> **PROBLEM TO WORK ON**: Give back only the lines in the records below from the one with "pub enum Stage" to the one with "labels do not", both inclusive, word for word.

> **INFORMATION GIVEN**:
//! Vigil Core - Observation policy and configuration
//!
//! This crate holds the pieces of the Vigil observation harness that do not
//! depend on logging or event delivery:
//!
//! - [`Mode`]: whether an observer only reports or also asserts
//! - [`Verdict`] and [`Severity`]: the outcome of an observation and how
//!   loudly it is logged
//! - [`Mode::decide`]: the single policy function mapping a verdict to a
//!   [`Decision`]
//! - [`ObserverConfig`]: observer configuration, loadable from TOML
//! - [`Observation`]: the verdict and description of one observation call
//! - [`ObserverError`]: the error type returned by observer operations
//!
//! # Example
//!
//! ```
//! use vigil_core::{Mode, Severity, Verdict};
//!
//! let decision = Mode::Reporting.decide(Verdict::Fail);
//! assert_eq!(decision.severity, Severity::Warning);
//! assert!(!decision.raise);
//! ```

pub mod config;
pub mod error;
pub mod mode;
pub mod observation;

// Re-export main types at crate root
pub use config::ObserverConfig;
pub use error::{ObserverError, Result};
pub use mode::{Decision, Mode, Severity, Verdict};
pub use observation::Observation;

/// Prelude module for convenient imports.
pub mod prelude {
    pub use crate::config::ObserverConfig;
    pub use crate::error::{ObserverError, Result};
    pub use crate::mode::{Mode, Severity, Verdict};
    pub use crate::observation::Observation;
}
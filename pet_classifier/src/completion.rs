use crate::{classification::Classification, error::InferenceError};
use parking_lot::Mutex;
use std::sync::Arc;
use tokio::sync::oneshot;

pub type InferenceOutcome = Result<Vec<Classification>, InferenceError>;

type Slot = Arc<Mutex<Option<oneshot::Sender<InferenceOutcome>>>>;

/// Handle an engine uses to deliver the result of one inference request.
///
/// The first settlement wins. Dropping every handle without settling
/// resolves the waiting caller with [`InferenceError::Abandoned`].
pub struct Completion {
    slot: Slot,
}

impl Completion {
    pub fn complete(self, outcome: InferenceOutcome) {
        settle(&self.slot, outcome);
    }
}

fn settle(slot: &Slot, outcome: InferenceOutcome) {
    match slot.lock().take() {
        Some(tx) => {
            // Receiver only goes away if the awaiting call was dropped.
            let _ = tx.send(outcome);
        }
        None => tracing::warn!("Inference completion settled more than once, ignoring"),
    }
}

/// Runs a callback-style `start` and waits for its single result.
///
/// An error returned by `start` settles the call unless the engine already
/// completed it.
pub async fn await_completion<F>(start: F) -> InferenceOutcome
where
    F: FnOnce(Completion) -> Result<(), InferenceError>,
{
    let (tx, rx) = oneshot::channel();
    let slot: Slot = Arc::new(Mutex::new(Some(tx)));

    let completion = Completion {
        slot: Arc::clone(&slot),
    };
    if let Err(err) = start(completion) {
        if let Some(tx) = slot.lock().take() {
            let _ = tx.send(Err(err));
        } else {
            tracing::warn!("Engine failed after completing the request: {}", err);
        }
    }
    drop(slot);

    rx.await.unwrap_or(Err(InferenceError::Abandoned))
}
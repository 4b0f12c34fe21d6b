use crate::{
    completion::Completion,
    error::{InferenceError, ModelLoadError},
};
use image::RgbImage;
use std::{fmt, sync::Arc};

#[derive(Debug, Clone, Copy, PartialEq, Eq, Hash)]
pub enum Stage {
    /// Pet vs not-pet.
    Gate,
    /// Which species, only asked once the gate said pet.
    Species,
}

impl fmt::Display for Stage {
    fn fmt(&self, f: &mut fmt::Formatter<'_>) -> fmt::Result {
        match self {
            Stage::Gate => f.write_str("gate"),
            Stage::Species => f.write_str("species"),
        }
    }
}

#[derive(Debug, Clone)]
pub struct InferenceRequest {
    pub stage: Stage,
    pub image: Arc<RgbImage>,
}

/// Callback-style inference engine.
///
/// `perform` either fails synchronously or settles `completion` exactly
/// once, from any thread, with candidates ranked by descending confidence.
pub trait InferenceEngine: Send + Sync + 'static {
    fn perform(
        &self,
        request: InferenceRequest,
        completion: Completion,
    ) -> Result<(), InferenceError>;
}

/// Builds the model handle. Called at most once per classifier.
pub trait ModelLoader: Send + Sync + 'static {
    type Model: InferenceEngine;

    fn load(&self) -> Result<Self::Model, ModelLoadError>;
}
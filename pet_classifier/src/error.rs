use thiserror::Error;

#[derive(Error, Debug)]
pub enum ImageInputError {
    #[error("Error decoding image: {0}")]
    Decode(#[from] image::ImageError),
    #[error("Error reading image: {0}")]
    Read(#[from] std::io::Error),
    #[error("Image has no pixels ({width}x{height})")]
    Empty { width: u32, height: u32 },
}

#[derive(Error, Debug)]
pub enum InferenceError {
    #[error("No tokio runtime available to run inference")]
    NoRuntime,
    #[error("Inference failed: {0}")]
    Session(#[from] ort::Error),
    #[error("Invalid output tensor: {0}")]
    Tensor(String),
    #[error("Model returned {scores} scores for {labels} labels")]
    LabelMismatch { scores: usize, labels: usize },
    #[error("Inference engine error: {0}")]
    Engine(String),
    #[error("Inference completion dropped without a result")]
    Abandoned,
}

#[derive(Error, Debug)]
pub enum ModelLoadError {
    #[error("Invalid configuration: {0}")]
    Config(String),
    #[error("Failed to build ONNX session: {0}")]
    Session(#[from] ort::Error),
    #[error("Failed to read labels: {0}")]
    Labels(#[from] std::io::Error),
    #[error("Gate labels do not contain the pet label `{0}`")]
    MissingPetLabel(String),
    #[error("Species labels contain unknown species `{0}`")]
    UnknownSpecies(String),
    #[error("Model loader task failed: {0}")]
    Join(String),
    #[error("{0}")]
    Other(String),
}
//! Two-stage pet classification on top of ONNX Runtime.
//!
//! A gate model decides whether an image shows a pet; only then does a
//! species model pick dog, cat, hamster or parrot.

mod classification;
mod classifier;
mod completion;
mod error;
mod image_input;
mod labels;
mod model_service;
mod ort_service;

pub mod config;
pub mod telemetry;

pub use classification::{AnalysisResponse, Classification, Species, UnknownSpecies, NOT_A_PET};
pub use classifier::PetClassifier;
pub use completion::{Completion, InferenceOutcome};
pub use error::{ImageInputError, InferenceError, ModelLoadError};
pub use image_input::ImageInput;
pub use model_service::{InferenceEngine, InferenceRequest, ModelLoader, Stage};
pub use ort_service::{OrtEngine, OrtModelLoader};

> **SOLVED EXERCISE**:
pub enum Stage {
    /// Pet vs not-pet.
    Gate,
    /// Which species, only asked once the gate said pet.
    Species,
}

impl fmt::Display for Stage {
    fn fmt(&self, f: &mut fmt::Formatter<'_>) -> fmt::Result {
        match self {
            Stage::Gate => f.write_str("gate"),
            Stage::Species => f.write_str("species"),
        }
    }
}

#[derive(Debug, Clone)]
pub struct InferenceRequest {
    pub stage: Stage,
    pub image: Arc<RgbImage>,
}

/// Callback-style inference engine.
///
/// `perform` either fails synchronously or settles `completion` exactly
/// once, from any thread, with candidates ranked by descending confidence.
pub trait InferenceEngine: Send + Sync + 'static {
    fn perform(
        &self,
        request: InferenceRequest,
        completion: Completion,
    ) -> Result<(), InferenceError>;
}

/// Builds the model handle. Called at most once per classifier.
pub trait ModelLoader: Send + Sync + 'static {
    type Model: InferenceEngine;

    fn load(&self) -> Result<Self::Model, ModelLoadError>;
}
filename pet_classifier/src/error.rs
use thiserror::Error;

#[derive(Error, Debug)]
pub enum ImageInputError {
    #[error("Error decoding image: {0}")]
    Decode(#[from] image::ImageError),
    #[error("Error reading image: {0}")]
    Read(#[from] std::io::Error),
    #[error("Image has no pixels ({width}x{height})")]
    Empty { width: u32, height: u32 },
}

#[derive(Error, Debug)]
pub enum InferenceError {
    #[error("No tokio runtime available to run inference")]
    NoRuntime,
    #[error("Inference failed: {0}")]
    Session(#[from] ort::Error),
    #[error("Invalid output tensor: {0}")]
    Tensor(String),
    #[error("Model returned {scores} scores for {labels} labels")]
    LabelMismatch { scores: usize, labels: usize },
    #[error("Inference engine error: {0}")]
    Engine(String),
    #[error("Inference completion dropped without a result")]
    Abandoned,
}

#[derive(Error, Debug)]
pub enum ModelLoadError {
    #[error("Invalid configuration: {0}")]
    Config(String),
    #[error("Failed to build ONNX session: {0}")]
    Session(#[from] ort::Error),
    #[error("Failed to read labels: {0}")]
    Labels(#[from] std::io::Error),
    #[error("Gate labels do not contain the pet label `{0}`")]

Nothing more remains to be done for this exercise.